INSTRUCTIONS FOR THE TASK
Whatever appears in the listing must be reproduced exactly.

TASK DATA
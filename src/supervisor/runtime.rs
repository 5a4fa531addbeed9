// src/supervisor/runtime.rs

use std::fmt;
use std::future::Future;
use std::path::{Path, PathBuf};
use std::pin::Pin;
use std::sync::{Arc, Mutex, MutexGuard, PoisonError};

use tracing::{debug, info, warn};

use crate::config::Project;
use crate::exec::{
    CommandRunner, CommandSpec, Completion, ProcessControl, RunningCommand, Severity,
};
use crate::fs::FileSystem;
use crate::provision::{Provisioner, Stage};
use crate::types::{ProjectStatus, Report};

use super::sink::ReportSink;
use super::state::{DETAIL_SPAWN_FAILED, SupervisorState};

/// Boxed future returned by [`Supervisor::start`].
pub type StartFuture = Pin<Box<dyn Future<Output = bool> + Send + 'static>>;

type State = SupervisorState<Box<dyn ProcessControl>>;

/// Shared collaborators every supervisor needs.
#[derive(Clone)]
pub struct SupervisorDeps {
    pub runner: Arc<dyn CommandRunner>,
    pub fs: Arc<dyn FileSystem>,
    pub sink: Arc<dyn ReportSink>,
}

/// Owns one project's process lifecycle.
///
/// All operations lock the state only briefly and never across an await;
/// the `busy` flag inside the state is what serialises transitions.
pub struct Supervisor {
    project: Project,
    workspace: PathBuf,
    runner: Arc<dyn CommandRunner>,
    fs: Arc<dyn FileSystem>,
    provisioner: Provisioner,
    sink: Arc<dyn ReportSink>,
    state: Mutex<State>,
}

impl fmt::Debug for Supervisor {
    fn fmt(&self, f: &mut fmt::Formatter<'_>) -> fmt::Result {
        let state = self.lock();
        f.debug_struct("Supervisor")
            .field("name", &self.project.name)
            .field("status", &state.status())
            .field("detail", &state.detail())
            .finish_non_exhaustive()
    }
}

impl Supervisor {
    pub fn new(project: Project, workspace: impl Into<PathBuf>, deps: SupervisorDeps) -> Arc<Self> {
        let provisioner = Provisioner::new(Arc::clone(&deps.runner), Arc::clone(&deps.fs));
        Arc::new(Self {
            project,
            workspace: workspace.into(),
            runner: deps.runner,
            fs: deps.fs,
            provisioner,
            sink: deps.sink,
            state: Mutex::new(SupervisorState::new()),
        })
    }

    pub fn name(&self) -> &str {
        &self.project.name
    }

    pub fn project(&self) -> &Project {
        &self.project
    }

    /// `<workspace>/<name>`.
    pub fn project_path(&self) -> PathBuf {
        self.workspace.join(&self.project.name)
    }

    pub fn workspace(&self) -> &Path {
        &self.workspace
    }

    pub fn status(&self) -> ProjectStatus {
        self.lock().status()
    }

    pub fn is_stopped(&self) -> bool {
        self.lock().is_stopped()
    }

    /// Current `{name, status, detail}`.
    pub fn report(&self) -> Report {
        self.build_report(&self.lock())
    }

    fn lock(&self) -> MutexGuard<'_, State> {
        self.state.lock().unwrap_or_else(PoisonError::into_inner)
    }

    fn build_report(&self, state: &State) -> Report {
        Report {
            name: self.project.name.clone(),
            status: state.status(),
            detail: state.detail().to_string(),
        }
    }

    /// Emit a report for `state`; callers still hold the lock, which keeps
    /// reports in the same order as the changes they describe.
    fn emit(&self, state: &State) {
        self.sink.report(self.build_report(state));
    }

    /// Provision and launch the project.
    ///
    /// Resolves to `false` without doing anything unless the project is
    /// stopped. Provisioning and spawn failures are recorded as `failed` and
    /// reported; they also resolve to `false`.
    pub fn start(self: &Arc<Self>) -> StartFuture {
        Box::pin(Arc::clone(self).run_start())
    }

    async fn run_start(self: Arc<Self>) -> bool {
        {
            let mut state = self.lock();
            if !state.begin_start() {
                debug!(project = %self.name(), status = %state.status(), "start ignored; not stopped");
                return false;
            }
            self.emit(&state);
        }

        let progress = |stage: Stage| {
            let mut state = self.lock();
            state.set_detail(stage.to_string());
            self.emit(&state);
        };
        let provisioned = self
            .provisioner
            .provision(&self.project, &self.workspace, progress)
            .await;

        let path = match provisioned {
            Ok(path) => path,
            Err(err) => {
                warn!(project = %self.name(), error = %err, "provisioning failed");
                let mut state = self.lock();
                state.start_failed(err.to_string());
                self.emit(&state);
                return false;
            }
        };

        let spec = CommandSpec::new(&self.project.start, &path, &self.project.name)
            .with_env(&self.project.env);
        let RunningCommand { control, completion } = match self.runner.spawn(spec) {
            Ok(running) => running,
            Err(err) => {
                warn!(project = %self.name(), error = %err, "start command failed to spawn");
                let mut state = self.lock();
                state.start_failed(DETAIL_SPAWN_FAILED);
                self.emit(&state);
                return false;
            }
        };

        {
            let mut state = self.lock();
            state.attach(control);
            self.emit(&state);
        }
        info!(project = %self.name(), "running");

        self.watch_exit(completion);
        true
    }

    /// The stop handler: runs exactly once per launched process.
    fn watch_exit(self: &Arc<Self>, completion: Completion) {
        let this = Arc::clone(self);
        tokio::spawn(async move {
            let outcome = completion.await;
            let restart = {
                let mut state = this.lock();
                let (_runtime, restart) = state.finish_run(outcome);
                this.emit(&state);
                restart
            };
            info!(project = %this.name(), status = %this.status(), "process finished");
            if restart {
                info!(project = %this.name(), "restart requested; starting again");
                this.start().await;
            }
        });
    }

    /// Signal the running process. Forced stops may escalate a graceful stop
    /// already in flight; graceful stops are refused while busy.
    pub fn stop(&self, force: bool) -> bool {
        let severity = if force { Severity::Forced } else { Severity::Graceful };
        let mut state = self.lock();
        let Some(control) = state.begin_stop(severity) else {
            debug!(project = %self.name(), ?severity, "stop ignored");
            return false;
        };
        if let Err(err) = control.terminate(severity) {
            warn!(project = %self.name(), error = %err, ?severity, "could not signal process");
        }
        self.emit(&state);
        true
    }

    pub fn kill(&self) -> bool {
        self.stop(true)
    }

    /// Stop gracefully and start again once the process has exited.
    ///
    /// Does nothing for a project that is already stopped.
    pub fn restart(&self) -> bool {
        if !self.lock().request_restart() {
            debug!(project = %self.name(), "restart ignored; already stopped");
            return false;
        }
        self.stop(false)
    }

    /// Delete the working copy. Only allowed while stopped; deletion errors
    /// are logged, not reported.
    pub async fn eradicate(&self) -> bool {
        if !self.lock().begin_eradicate() {
            debug!(project = %self.name(), "eradicate ignored; not stopped");
            return false;
        }

        let fs = Arc::clone(&self.fs);
        let path = self.project_path();
        info!(project = %self.name(), path = %path.display(), "eradicating working copy");
        match tokio::task::spawn_blocking(move || fs.remove_dir_all(&path)).await {
            Ok(Ok(())) => {}
            Ok(Err(e)) => warn!(project = %self.name(), error = %e, "could not remove working copy"),
            Err(e) => warn!(project = %self.name(), error = %e, "removal task failed"),
        }

        let mut state = self.lock();
        state.finish_eradicate();
        self.emit(&state);
        true
    }

    /// Write a line to the running process's stdin.
    pub fn send_line(&self, line: &str) -> bool {
        let mut state = self.lock();
        let Some(control) = state.runtime_mut() else {
            return false;
        };
        match control.write_line(line) {
            Ok(()) => true,
            Err(err) => {
                warn!(project = %self.name(), error = %err, "could not write to stdin");
                false
            }
        }
    }
}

EXERCISE OUTPUT
filename src/supervisor/runtime.rs
repository 5a4fa531addbeed9
// src/supervisor/runtime.rs

use std::fmt;
use std::future::Future;
use std::path::{Path, PathBuf};
use std::pin::Pin;
use std::sync::{Arc, Mutex, MutexGuard, PoisonError};

use tracing::{debug, info, warn};

use crate::config::Project;
use crate::exec::{
    CommandRunner, CommandSpec, Completion, ProcessControl, RunningCommand, Severity,
};
use crate::fs::FileSystem;
use crate::provision::{Provisioner, Stage};
use crate::types::{ProjectStatus, Report};

use super::sink::ReportSink;
use super::state::{DETAIL_SPAWN_FAILED, SupervisorState};

/// Boxed future returned by [`Supervisor::start`].
pub type StartFuture = Pin<Box<dyn Future<Output = bool> + Send + 'static>>;

type State = SupervisorState<Box<dyn ProcessControl>>;

/// Shared collaborators every supervisor needs.
#[derive(Clone)]
pub struct SupervisorDeps {
    pub runner: Arc<dyn CommandRunner>,
    pub fs: Arc<dyn FileSystem>,
    pub sink: Arc<dyn ReportSink>,
}

/// Owns one project's process lifecycle.
///
/// All operations lock the state only briefly and never across an await;
/// the `busy` flag inside the state is what serialises transitions.
pub struct Supervisor {
    project: Project,
    workspace: PathBuf,
    runner: Arc<dyn CommandRunner>,
    fs: Arc<dyn FileSystem>,
    provisioner: Provisioner,
    sink: Arc<dyn ReportSink>,
    state: Mutex<State>,
}

impl fmt::Debug for Supervisor {
    fn fmt(&self, f: &mut fmt::Formatter<'_>) -> fmt::Result {
        let state = self.lock();
        f.debug_struct("Supervisor")
            .field("name", &self.project.name)
            .field("status", &state.status())
            .field("detail", &state.detail())
            .finish_non_exhaustive()
    }
}

impl Supervisor {
    pub fn new(project: Project, workspace: impl Into<PathBuf>, deps: SupervisorDeps) -> Arc<Self> {
        let provisioner = Provisioner::new(Arc::clone(&deps.runner), Arc::clone(&deps.fs));
        Arc::new(Self {
            project,
            workspace: workspace.into(),
            runner: deps.runner,
            fs: deps.fs,
            provisioner,
            sink: deps.sink,
            state: Mutex::new(SupervisorState::new()),
        })
    }

    pub fn name(&self) -> &str {
        &self.project.name
    }

    pub fn project(&self) -> &Project {
        &self.project
    }

    /// `<workspace>/<name>`.
    pub fn project_path(&self) -> PathBuf {
        self.workspace.join(&self.project.name)
    }

    pub fn workspace(&self) -> &Path {
        &self.workspace
    }

    pub fn status(&self) -> ProjectStatus {
        self.lock().status()
    }

    pub fn is_stopped(&self) -> bool {
        self.lock().is_stopped()
    }

    /// Current `{name, status, detail}`.
    pub fn report(&self) -> Report {
        self.build_report(&self.lock())
    }

    fn lock(&self) -> MutexGuard<'_, State> {
        self.state.lock().unwrap_or_else(PoisonError::into_inner)
    }

    fn build_report(&self, state: &State) -> Report {
        Report {
            name: self.project.name.clone(),
            status: state.status(),
            detail: state.detail().to_string(),
        }
    }

    /// Emit a report for `state`; callers still hold the lock, which keeps
    /// reports in the same order as the changes they describe.
    fn emit(&self, state: &State) {
        self.sink.report(self.build_report(state));
    }

    /// Provision and launch the project.
    ///
    /// Resolves to `false` without doing anything unless the project is
    /// stopped. Provisioning and spawn failures are recorded as `failed` and
    /// reported; they also resolve to `false`.
    pub fn start(self: &Arc<Self>) -> StartFuture {
        Box::pin(Arc::clone(self).run_start())
    }

    async fn run_start(self: Arc<Self>) -> bool {
        {
            let mut state = self.lock();
            if !state.begin_start() {
                debug!(project = %self.name(), status = %state.status(), "start ignored; not stopped");
                return false;
            }
            self.emit(&state);
        }

        let progress = |stage: Stage| {
            let mut state = self.lock();
            state.set_detail(stage.to_string());
            self.emit(&state);
        };
        let provisioned = self
            .provisioner
            .provision(&self.project, &self.workspace, progress)
            .await;

        let path = match provisioned {
            Ok(path) => path,
            Err(err) => {
                warn!(project = %self.name(), error = %err, "provisioning failed");
                let mut state = self.lock();
                state.start_failed(err.to_string());
                self.emit(&state);
                return false;
            }
        };

        let spec = CommandSpec::new(&self.project.start, &path, &self.project.name)
            .with_env(&self.project.env);
        let RunningCommand { control, completion } = match self.runner.spawn(spec) {
            Ok(running) => running,
            Err(err) => {
                warn!(project = %self.name(), error = %err, "start command failed to spawn");
                let mut state = self.lock();
                state.start_failed(DETAIL_SPAWN_FAILED);
                self.emit(&state);
                return false;
            }
        };

        {
            let mut state = self.lock();
            state.attach(control);
            self.emit(&state);
        }
        info!(project = %self.name(), "running");

        self.watch_exit(completion);
        true
    }

    /// The stop handler: runs exactly once per launched process.
    fn watch_exit(self: &Arc<Self>, completion: Completion) {
        let this = Arc::clone(self);
        tokio::spawn(async move {
            let outcome = completion.await;
            let restart = {
                let mut state = this.lock();
                let (_runtime, restart) = state.finish_run(outcome);
                this.emit(&state);
                restart
            };
            info!(project = %this.name(), status = %this.status(), "process finished");
            if restart {
                info!(project = %this.name(), "restart requested; starting again");
                this.start().await;
            }
        });
    }

    /// Signal the running process. Forced stops may escalate a graceful stop
    /// already in flight; graceful stops are refused while busy.
    pub fn stop(&self, force: bool) -> bool {
        let severity = if force { Severity::Forced } else { Severity::Graceful };
        let mut state = self.lock();
        let Some(control) = state.begin_stop(severity) else {
            debug!(project = %self.name(), ?severity, "stop ignored");
            return false;
        };
        if let Err(err) = control.terminate(severity) {
            warn!(project = %self.name(), error = %err, ?severity, "could not signal process");
        }
        self.emit(&state);
        true
    }

    pub fn kill(&self) -> bool {
        self.stop(true)
    }

    /// Stop gracefully and start again once the process has exited.
    ///
    /// Does nothing for a project that is already stopped.
    pub fn restart(&self) -> bool {
        if !self.lock().request_restart() {
            debug!(project = %self.name(), "restart ignored; already stopped");
            return false;
        }
        self.stop(false)
    }

    /// Delete the working copy. Only allowed while stopped; deletion errors
    /// are logged, not reported.
    pub async fn eradicate(&self) -> bool {
        if !self.lock().begin_eradicate() {
            debug!(project = %self.name(), "eradicate ignored; not stopped");
            return false;
        }

        let fs = Arc::clone(&self.fs);
        let path = self.project_path();
        info!(project = %self.name(), path = %path.display(), "eradicating working copy");
        match tokio::task::spawn_blocking(move || fs.remove_dir_all(&path)).await {
            Ok(Ok(())) => {}
            Ok(Err(e)) => warn!(project = %self.name(), error = %e, "could not remove working copy"),
            Err(e) => warn!(project = %self.name(), error = %e, "removal task failed"),
        }

        let mut state = self.lock();
        state.finish_eradicate();
        self.emit(&state);
        true
    }

    /// Write a line to the running process's stdin.
    pub fn send_line(&self, line: &str) -> bool {
        let mut state = self.lock();
        let Some(control) = state.runtime_mut() else {
            return false;
        };
        match control.write_line(line) {
            Ok(()) => true,
            Err(err) => {
                warn!(project = %self.name(), error = %err, "could not write to stdin");
                false
            }
        }
    }
}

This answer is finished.